University Medical Center, Groningen, The Netherlands
Background
The underlying cause of Wegener’s granulomatosis is unknown. The presence of granuloma implies that T-cells are important in the pathogenesis of this disease, and we have long assumed that Wegener’s granulomatosis is predominantly a TH1-mediated disease. Recently, TH17 cells (which produce IL-17) have been implicated in the pathogenesis of several autoimmune diseases. This study addressed whether this recently described cell type might also play an important role in the pathogenesis of Wegener’s granulomatosis, particularly among patients who are ANCA-positive.
Methods:
This study included T- cells from 26 patients with Wegener’s granulomatosis (in remission) and 10 healthy control patients. These cells were subjected to a variety of stimuli, including proteinase-3 and several non-specific antigens (including Staphylococcal enterotoxin B, tetaus toxoid, and phorbol-myristate-acetate/calcium ionophore). T-cell activation was detected using flow cytometry for CD69, a marker of early activation. TH1, TH2, and TH17 responses were detected by measuring levels of cytokines characteristic of these responses (i.e., interferon-gamma, IL-4, and IL-17, respectively).
Results:
T-cells from patients with Wegener’s granulomatosis demonstrated a diminished response to all stimuli when compared to cells from normal healthy controls. Both patients with Wegener’s and healthy control patients demonstrated a similar level of TH1 activation when exposed to non-specific stimuli; however, patients with Wegener’s demonstrated an enhanced TH2 and TH17 response when compared to the response seen in the control population.
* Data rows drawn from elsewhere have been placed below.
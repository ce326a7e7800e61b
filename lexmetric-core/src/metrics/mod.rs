//! Per-document readability and sentiment metrics.
//!
//! [`MetricsEngine`] runs the whole pipeline for one document:
//!
//! ```text
//! raw text ──► SentenceSegmenter ──► sentence count
//!     │
//!     └──► TextCleaner ──► WordTokenizer ──► tokens
//!                                              │
//!            estimate_syllables, lexicons  ◄───┘
//!                                              │
//!                                              ▼
//!                                        MetricRecord
//! ```
//!
//! The engine holds no per-document state. One instance can analyse any
//! number of documents, from any number of threads.
//!
//! ## Word counts
//!
//! Two word counts are in play. The *raw* count covers every token and
//! feeds the average sentence length (and through it the Fog Index). The
//! reported `word_count` only covers alphabetic tokens and is the base for
//! the complex-word percentage, syllables per word and average word length.
//! Complex words themselves are counted over all tokens.

mod pronoun;

pub use pronoun::PronounCounter;

use lexmetric_types::{AnalyzerConfig, Document, MetricRecord, PronounCase, TextStats};
use tracing::debug;

use crate::analyzer::cleaner::{lowercase, TextCleaner};
use crate::analyzer::segmenter::SentenceSegmenter;
use crate::analyzer::syllable::estimate_syllables;
use crate::analyzer::tokenizer::WordTokenizer;
use crate::lexicon::{Lexicons, SentimentLexicon, StopwordSet};

/// A record together with the intermediate counts behind it.
#[derive(Debug, Clone, PartialEq)]
pub struct Analysis {
    /// The reported metrics.
    pub record: MetricRecord,
    /// Counts not carried in the record.
    pub stats: TextStats,
}

/// Computes [`MetricRecord`]s.
#[derive(Debug, Clone)]
pub struct MetricsEngine {
    config: AnalyzerConfig,
    cleaner: TextCleaner,
    pronouns: PronounCounter,
}

impl Default for MetricsEngine {
    fn default() -> Self {
        Self::new(AnalyzerConfig::default())
    }
}

impl MetricsEngine {
    /// Creates an engine with the given configuration.
    pub fn new(config: AnalyzerConfig) -> Self {
        Self {
            config,
            cleaner: TextCleaner::new(),
            pronouns: PronounCounter::new(),
        }
    }

    /// The active configuration.
    pub fn config(&self) -> &AnalyzerConfig {
        &self.config
    }

    /// Analyses a document against both lexicons.
    pub fn analyze_document(&self, document: &Document, lexicons: &Lexicons) -> MetricRecord {
        self.analyze(
            &document.text,
            &document.url_id,
            &document.url,
            &lexicons.stopwords,
            &lexicons.sentiment,
        )
    }

    /// Analyses raw text. Never fails: empty or non-text input yields a
    /// record of zeros.
    pub fn analyze(
        &self,
        text: &str,
        url_id: &str,
        url: &str,
        stopwords: &StopwordSet,
        sentiment: &SentimentLexicon,
    ) -> MetricRecord {
        self.analyze_detailed(text, url_id, url, stopwords, sentiment)
            .record
    }

    /// Like [`analyze`](Self::analyze), also returning intermediate counts.
    pub fn analyze_detailed(
        &self,
        text: &str,
        url_id: &str,
        url: &str,
        stopwords: &StopwordSet,
        sentiment: &SentimentLexicon,
    ) -> Analysis {
        let sentence_count = SentenceSegmenter.count(text);

        let (cleaned, pronoun_count) = match self.config.pronoun_case {
            PronounCase::Lowercased => {
                let cleaned = self.cleaner.clean(text);
                let pronouns = self.pronouns.count(&cleaned);
                (cleaned, pronouns)
            }
            PronounCase::PreserveCase => {
                let mixed = self.cleaner.clean_preserving_case(text);
                let pronouns = self.pronouns.count(&mixed);
                (lowercase(mixed), pronouns)
            }
        };

        let threshold = self.config.complex_syllable_threshold;
        let mut raw_word_count = 0usize;
        let mut complex_word_count = 0usize;
        let mut word_count = 0usize;
        let mut syllable_total = 0u64;
        let mut char_total = 0usize;
        let mut filtered_word_count = 0usize;
        let mut positive_score = 0usize;
        let mut negative_score = 0usize;

        WordTokenizer.tokenize(&cleaned, |token| {
            raw_word_count += 1;

            let syllables = estimate_syllables(token.text);
            if syllables > threshold {
                complex_word_count += 1;
            }

            if !token.is_alphabetic() {
                return;
            }
            word_count += 1;
            syllable_total += u64::from(syllables);
            char_total += token.char_len();

            if stopwords.contains(token.text) {
                return;
            }
            filtered_word_count += 1;
            // Overlapping lexicons score on both sides.
            if sentiment.is_positive(token.text) {
                positive_score += 1;
            }
            if sentiment.is_negative(token.text) {
                negative_score += 1;
            }
        });

        let avg_sentence_length = ratio(raw_word_count as f64, sentence_count);
        let syllables_per_word = ratio(syllable_total as f64, word_count);
        let avg_word_length = ratio(char_total as f64, word_count);
        let percentage_complex_words = if word_count > 0 {
            (complex_word_count as f64 / word_count as f64) * 100.0
        } else {
            0.0
        };

        let eps = self.config.epsilon;
        let sentiment_total = positive_score + negative_score;
        let polarity_score =
            (positive_score as f64 - negative_score as f64) / (sentiment_total as f64 + eps);
        let subjectivity_score = sentiment_total as f64 / (filtered_word_count as f64 + eps);

        // Uses the raw-token sentence length, not one recomputed from
        // alphabetic words.
        let fog_index = 0.4 * (avg_sentence_length + percentage_complex_words);

        debug!(
            url_id,
            sentences = sentence_count,
            tokens = raw_word_count,
            words = word_count,
            "analysed document"
        );

        Analysis {
            record: MetricRecord {
                url_id: url_id.to_string(),
                url: url.to_string(),
                positive_score,
                negative_score,
                polarity_score,
                subjectivity_score,
                avg_sentence_length,
                percentage_complex_words,
                fog_index,
                avg_words_per_sentence: avg_sentence_length,
                complex_word_count,
                word_count,
                syllables_per_word,
                personal_pronoun_count: pronoun_count,
                avg_word_length,
            },
            stats: TextStats {
                sentence_count,
                raw_word_count,
                filtered_word_count,
            },
        }
    }
}

#[inline]
fn ratio(numerator: f64, denominator: usize) -> f64 {
    if denominator > 0 {
        numerator / denominator as f64
    } else {
        0.0
    }
}

/// One-shot analysis with the default configuration.
///
/// Builds a fresh [`MetricsEngine`] per call; keep an engine around when
/// analysing more than a handful of documents.
///
/// ```
/// use lexmetric_core::lexicon::{SentimentLexicon, StopwordSet};
/// use lexmetric_core::metrics::analyze;
///
/// let stopwords = StopwordSet::from_words(["is"]);
/// let sentiment = SentimentLexicon::from_words(["fine"], []);
/// let record = analyze("All is fine.", "1", "https://example.com", &stopwords, &sentiment);
///
/// assert_eq!(record.positive_score, 1);
/// assert_eq!(record.word_count, 3);
/// ```
pub fn analyze(
    text: &str,
    document_id: &str,
    source_ref: &str,
    stopwords: &StopwordSet,
    sentiment: &SentimentLexicon,
) -> MetricRecord {
    MetricsEngine::default().analyze(text, document_id, source_ref, stopwords, sentiment)
}
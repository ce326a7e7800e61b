//! Delimited-table output.
//!
//! One header row ([`MetricRecord::COLUMNS`]) followed by one row per
//! record, in the order given.

use std::io;

use lexmetric_types::MetricRecord;

/// Writes records as CSV. The header is written even when `records` is
/// empty.
///
/// # Errors
///
/// Propagates I/O and serialization errors from the underlying writer.
pub fn write_csv<W: io::Write>(records: &[MetricRecord], writer: W) -> Result<(), csv::Error> {
    let mut out = csv::WriterBuilder::new()
        .has_headers(false)
        .from_writer(writer);

    out.write_record(MetricRecord::COLUMNS)?;
    for record in records {
        out.serialize(record)?;
    }
    out.flush()?;
    Ok(())
}

/// Renders records as a CSV string.
pub fn to_csv_string(records: &[MetricRecord]) -> Result<String, csv::Error> {
    let mut buf = Vec::new();
    write_csv(records, &mut buf)?;
    String::from_utf8(buf).map_err(|e| csv::Error::from(io::Error::new(io::ErrorKind::InvalidData, e)))
}

/// Reads records back from CSV produced by [`write_csv`].
pub fn read_csv<R: io::Read>(reader: R) -> Result<Vec<MetricRecord>, csv::Error> {
    csv::Reader::from_reader(reader).deserialize().collect()
}
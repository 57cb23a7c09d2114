//! Offer generation pipeline
//!
//! Resolver, then one overlay per template page, then the compositor.

use crate::compositor::{composite, TemplateSet};
use crate::renderer::{load_font_dir, OverlayRenderer};
use crate::resolver::{resolve, GenerationRequest};
use crate::settings::Settings;
use crate::Result;

/// Pages of the finished offer: template pages plus tail pages
///
/// An unreadable tail counts as zero pages.
pub fn total_page_count(templates: &TemplateSet, tail: Option<&[u8]>) -> usize {
    let tail_pages = match tail.map(pdf_core::page_count) {
        Some(Ok(count)) => count,
        Some(Err(e)) => {
            log::warn!("tail document unreadable: {e}");
            0
        }
        None => 0,
    };
    templates.page_count() + tail_pages
}

/// Generate the offer PDF
///
/// # Arguments
/// * `request` - Customer, company, results and project records
/// * `settings` - Settings snapshot
/// * `templates` - Template backgrounds and coordinate elements
/// * `tail` - Optional document appended after the template pages
///
/// # Returns
/// The finished PDF bytes
pub fn generate_offer(
    request: &GenerationRequest,
    settings: &Settings,
    templates: &TemplateSet,
    tail: Option<&[u8]>,
) -> Result<Vec<u8>> {
    let total_pages = settings
        .total_pages
        .unwrap_or_else(|| total_page_count(templates, tail));
    let data = resolve(request, settings, total_pages);

    let fonts = match &settings.font_dir {
        Some(dir) => load_font_dir(dir).unwrap_or_else(|e| {
            log::warn!("font directory {} skipped: {e}", dir.display());
            Vec::new()
        }),
        None => Vec::new(),
    };
    let renderer = OverlayRenderer::new().with_fonts(fonts);

    let overlays = templates
        .pages()
        .iter()
        .enumerate()
        .map(|(i, page)| {
            renderer.render_page(
                i + 1,
                &page.elements,
                &data,
                settings,
                total_pages,
                page.background_size(),
            )
        })
        .collect::<Result<Vec<_>>>()?;

    let pdf = composite(&overlays, templates.pages(), tail)?;
    log::info!(
        "generated offer: {} template pages, {} total, {} bytes",
        templates.page_count(),
        total_pages,
        pdf.len()
    );
    Ok(pdf)
}

#[cfg(test)]
mod tests {
    use super::*;
    use crate::compositor::PageSpec;
    use pretty_assertions::assert_eq;

    #[test]
    fn test_total_page_count_without_tail() {
        let templates = TemplateSet::new(vec![PageSpec::default(); 7]);
        assert_eq!(total_page_count(&templates, None), 7);
        assert_eq!(total_page_count(&templates, Some(b"junk")), 7);
    }

    #[test]
    fn test_generate_blank_templates() {
        let templates = TemplateSet::new(vec![PageSpec::default(); 3]);
        let pdf = generate_offer(
            &GenerationRequest::default(),
            &Settings::default(),
            &templates,
            None,
        )
        .unwrap();
        assert_eq!(pdf_core::page_count(&pdf).unwrap(), 3);
    }

    #[test]
    fn test_generate_empty_set_fails() {
        let result = generate_offer(
            &GenerationRequest::default(),
            &Settings::default(),
            &TemplateSet::default(),
            None,
        );
        assert!(matches!(result, Err(crate::TemplateError::NothingToRender)));
    }
}
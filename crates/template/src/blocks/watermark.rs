//! Tiled diagonal watermark

use crate::settings::WatermarkSettings;
use pdf_core::{Align, Canvas, Color};

const FONT: &str = "Helvetica-Bold";
const SIZE: f32 = 64.0;
const ANGLE: f64 = 30.0;
const STEP_X: usize = 380;
const STEP_Y: usize = 260;

pub fn watermark_color() -> Color {
    Color::rgb(0.6, 0.65, 0.75)
}

/// Tile the watermark text across the page
///
/// Does nothing unless the watermark is enabled.
pub fn draw_watermark(canvas: &mut Canvas, settings: &WatermarkSettings) {
    if !settings.enabled {
        return;
    }
    let (width, height) = (canvas.width(), canvas.height());
    let text = settings.effective_text().to_string();

    canvas.save_state();
    canvas.set_alpha(settings.effective_opacity());
    canvas.translate(width * 0.15, height * 0.25);
    canvas.rotate(ANGLE);
    for x in (0..(width * 1.2) as usize).step_by(STEP_X) {
        for y in (0..(height * 1.2) as usize).step_by(STEP_Y) {
            canvas.draw_text(&text, x as f64, y as f64, Align::Left, FONT, SIZE, watermark_color());
        }
    }
    canvas.restore_state();
}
Finally, proteinase-3 (PR3) ANCA-positive patients demonstrated a specific TH17 response after exposure to PR3 that was not seen in ANCA-negative patients, implying that patients with PR3-ANCA positive Wegener’s granulomatosis are primed to react to this antigen.
Conclusion
Patients with Wegener’s granulomatosis, even during remission, demonstrate an atypical reaction to a variety of antigens, characterized by an enhanced TH2 and a TH17 response.
Editorial Comment
It is not surprising to learn that even during remission, patients with Wegener’s granulomatosis do not demonstrate a normal immune response; however, the results of this study, while intriguing, leave many questions unanswered. For example, the patients in this study received standard immunosuppressive therapy, and how chronic immunosuppression may have affected these results is not clear. Interestingly, not only did patients with Wegener’s granulomatosis demonstrate an enhanced TH17 response, this response was elicited by proteinase-3 in ANCA-positive (but not ANCA-negative) patients. These results imply that the pathogenesis of Wegener’s granulomatosis among ANCA-positive and ANCA-negative patients may be inherently different despite overlapping clinical phenotypes; this basic difference may account for the phenotypic differences observed between the ANCA-positive and ANCA-negative patients.